Work required - Counting from the line that holds "writeln!(out)?;", return each line exactly, through and including the last line of the entries.

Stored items
++++++++++

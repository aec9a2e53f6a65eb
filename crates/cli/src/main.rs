//! MIPS pipeline simulator CLI.
//!
//! This binary provides a single entry point for all simulation modes. It performs:
//! 1. **Run:** Load an assembly file, simulate it on the chosen pipeline, and print
//!    the register file and memory changes after every cycle.
//! 2. **Check:** Load an assembly file and print the decoded listing without simulating.
//!
//! Fatal program errors are printed to stderr together with the offending
//! instruction and cycle count, and the process exits with the error's code.

use std::io::{self, Write};
use std::path::{Path, PathBuf};
use std::{fs, iter, process};

use clap::{Parser, Subcommand, ValueEnum};
use tracing::{error, info};
use tracing_subscriber::EnvFilter;

use mipsim_core::common::error::{ProgramError, SimError};
use mipsim_core::config::{Config, PipelineKind};
use mipsim_core::sim::{CycleReport, NullSink, ReportSink};
use mipsim_core::stats::STATS_SECTIONS;
use mipsim_core::{Program, Simulator};

/// Exit code for failures that are not program errors (unreadable file, bad config).
const EXIT_USAGE: i32 = 64;

#[derive(Parser, Debug)]
#[command(
    name = "mipsim",
    author,
    version,
    about = "Cycle-accurate MIPS pipeline simulator",
    long_about = "Simulate a MIPS assembly program on an unpipelined, 5-stage, or dual-track 7/9-stage pipeline.\n\nExamples:\n  mipsim run -f programs/sum.s\n  mipsim run -f programs/sum.s --pipeline dual-track --stats\n  mipsim check programs/sum.s\n\nSet RUST_LOG=debug (or trace with --trace) for pipeline events on stderr."
)]
struct Cli {
    #[command(subcommand)]
    command: Commands,
}

#[derive(Subcommand, Debug)]
enum Commands {
    /// Simulate a program until the pipeline drains.
    Run {
        /// Assembly file to execute.
        #[arg(short, long)]
        file: PathBuf,

        /// Pipeline organization (overrides the config file).
        #[arg(short, long, value_enum)]
        pipeline: Option<PipelineArg>,

        /// JSON configuration file.
        #[arg(short, long)]
        config: Option<PathBuf>,

        /// Per-cycle output format.
        #[arg(long, value_enum, default_value_t = Format::Text)]
        format: Format,

        /// Emit per-stage trace events (needs RUST_LOG=trace to be visible).
        #[arg(long)]
        trace: bool,

        /// Suppress the per-cycle reports; print only the final summary.
        #[arg(short, long)]
        quiet: bool,

        /// Print statistics sections after the run (summary, stalls, instruction_mix).
        #[arg(long, num_args = 0.., value_delimiter = ',')]
        stats: Option<Vec<String>>,
    },

    /// Load a program and print its decoded instructions.
    Check {
        /// Assembly file to check.
        path: PathBuf,
    },
}

#[derive(Clone, Copy, Debug, ValueEnum)]
enum PipelineArg {
    Unpipelined,
    FiveStage,
    DualTrack,
}

impl From<PipelineArg> for PipelineKind {
    fn from(arg: PipelineArg) -> Self {
        match arg {
            PipelineArg::Unpipelined => Self::Unpipelined,
            PipelineArg::FiveStage => Self::FiveStage,
            PipelineArg::DualTrack => Self::DualTrack,
        }
    }
}

#[derive(Clone, Copy, Debug, ValueEnum)]
enum Format {
    /// Registers on one line, then the memory delta.
    Text,
    /// One JSON object per cycle.
    Json,
}

/// Prints cycle reports to stdout.
struct PrintSink<W: Write> {
    out: W,
    format: Format,
}

impl<W: Write> ReportSink for PrintSink<W> {
    fn on_cycle(&mut self, report: &CycleReport) {
        let written = match self.format {
            Format::Text => write_text_report(&mut self.out, report),
            Format::Json => serde_json::to_string(report)
                .map_err(io::Error::other)
                .and_then(|line| writeln!(self.out, "{line}")),
        };
        if let Err(e) = written {
            error!("could not write cycle report: {e}");
        }
    }
}

fn write_text_report(out: &mut impl Write, report: &CycleReport) -> io::Result<()> {
    let regs: Vec<String> = report.registers.iter().map(ToString::to_string).collect();
    writeln!(out, "{}", regs.join("\t"))?;
    writeln!(out, "{}", report.memory_delta.len())?;
    for (addr, value) in &report.memory_delta {
        writeln!(out, "{addr}\t{value}")?;
    }
    Ok(())
}

fn main() {
    let cli = Cli::parse();

    match cli.command {
        Commands::Run {
            file,
            pipeline,
            config,
            format,
            trace,
            quiet,
            stats,
        } => {
            init_logging(trace);
            cmd_run(&file, pipeline, config.as_deref(), format, trace, quiet, stats.as_deref());
        }
        Commands::Check { path } => {
            init_logging(false);
            cmd_check(&path);
        }
    }
}

/// Installs a stderr subscriber filtered by `RUST_LOG` (default `warn`, or `trace` with `--trace`).
fn init_logging(trace: bool) {
    let default = if trace { "trace" } else { "warn" };
    let filter = EnvFilter::try_from_default_env().unwrap_or_else(|_| EnvFilter::new(default));
    tracing_subscriber::fmt()
        .with_env_filter(filter)
        .with_writer(io::stderr)
        .init();
}

fn load_program(path: &Path) -> Program {
    Program::load_file(path).unwrap_or_else(|e| match e {
        ProgramError::Load(load) => {
            // Nothing ran: empty memory, zero cycles, no execution counts.
            let stdout = io::stdout();
            let _ = write_summary(&mut stdout.lock(), iter::empty(), 0, iter::empty());
            let location = format!("line {}: {}", load.line, load.text);
            let _ = write_fatal(&mut io::stderr(), &load.error, Some(&location), 0);
            process::exit(load.error.exit_code());
        }
        ProgramError::Io { .. } => {
            eprintln!("Error: {e}");
            process::exit(EXIT_USAGE);
        }
    })
}

fn load_config(path: Option<&Path>) -> Config {
    let Some(path) = path else {
        return Config::default();
    };
    let text = fs::read_to_string(path).unwrap_or_else(|e| {
        eprintln!("Error reading config {}: {e}", path.display());
        process::exit(EXIT_USAGE);
    });
    Config::from_json(&text).unwrap_or_else(|e| {
        eprintln!("Error parsing config {}: {e}", path.display());
        process::exit(EXIT_USAGE);
    })
}

/// Runs the simulator to completion and prints the final summary.
///
/// On a fatal error the summary is still printed (memory and execution counts
/// as they stood), then the error goes to stderr and the process exits with
/// the error's code.
fn cmd_run(
    file: &Path,
    pipeline: Option<PipelineArg>,
    config: Option<&Path>,
    format: Format,
    trace: bool,
    quiet: bool,
    stats: Option<&[String]>,
) {
    let mut config = load_config(config);
    if let Some(kind) = pipeline {
        config.pipeline.kind = kind.into();
    }
    config.general.trace_instructions |= trace;

    let program = load_program(file);
    info!(file = %file.display(), pipeline = config.pipeline.kind.name(), "loaded program");
    let mut sim = Simulator::new(program, &config);

    let result = if quiet {
        sim.run(&mut NullSink)
    } else {
        let stdout = io::stdout();
        let mut sink = PrintSink {
            out: stdout.lock(),
            format,
        };
        sim.run(&mut sink)
    };

    print_summary(&sim);
    if let Some(sections) = stats {
        for s in sections {
            if !STATS_SECTIONS.contains(&s.as_str()) {
                eprintln!("Warning: unknown stats section `{s}`");
            }
        }
        sim.stats().print_sections(sections);
    }
    let _ = io::stdout().flush();

    if let Err(e) = result {
        let location = match (e.pc, e.instruction.as_deref()) {
            (Some(pc), Some(text)) => Some(format!("instruction {pc}: {text}")),
            _ => None,
        };
        let _ = write_fatal(&mut io::stderr(), &e.error, location.as_deref(), e.cycles);
        process::exit(e.error.exit_code());
    }
}

/// The error, where it was raised, and how many cycles ran.
fn write_fatal(
    out: &mut impl Write,
    error: &SimError,
    location: Option<&str>,
    cycles: u64,
) -> io::Result<()> {
    writeln!(out, "\n[!] FATAL: {error}")?;
    if let Some(location) = location {
        writeln!(out, "    {location}")?;
    }
    writeln!(out, "    cycles: {cycles}")
}

/// Final memory image, cycle count, and how often each instruction executed.
fn print_summary(sim: &Simulator) {
    let counts = sim
        .stats()
        .exec_counts
        .iter()
        .enumerate()
        .map(|(pc, &count)| (count, sim.cpu.program.text_of(pc).unwrap_or_default()));
    let stdout = io::stdout();
    if let Err(e) = write_summary(&mut stdout.lock(), sim.memory().non_zero(), sim.cycles(), counts) {
        error!("could not write summary: {e}");
    }
}

fn write_summary<'a>(
    out: &mut impl Write,
    memory: impl Iterator<Item = (u32, i32)>,
    cycles: u64,
    counts: impl Iterator<Item = (u64, &'a str)>,
) -> io::Result<()> {
    writeln!(out)?;
    for (addr, value) in memory {
        writeln!(out, "{}-{}: {:#010x}", addr, addr + 3, value as u32)?;
    }
    writeln!(out, "Total cycles: {cycles}")?;
    for (count, text) in counts {
        writeln!(out, "{count} times:\t{text}")?;
    }
    Ok(())
}

fn cmd_check(path: &Path) {
    let program = load_program(path);
    for (pc, inst) in program.instructions().iter().enumerate() {
        println!("{pc:>5}  {inst}");
    }
    println!("{} instructions", program.len());
}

++++++++++

Response to the exercise -
    writeln!(out)?;
    for (addr, value) in memory {
        writeln!(out, "{}-{}: {:#010x}", addr, addr + 3, value as u32)?;
    }
    writeln!(out, "Total cycles: {cycles}")?;
    for (count, text) in counts {
        writeln!(out, "{count} times:\t{text}")?;
    }
    Ok(())
}

fn cmd_check(path: &Path) {
    let program = load_program(path);
    for (pc, inst) in program.instructions().iter().enumerate() {
        println!("{pc:>5}  {inst}");
    }
    println!("{} instructions", program.len());
}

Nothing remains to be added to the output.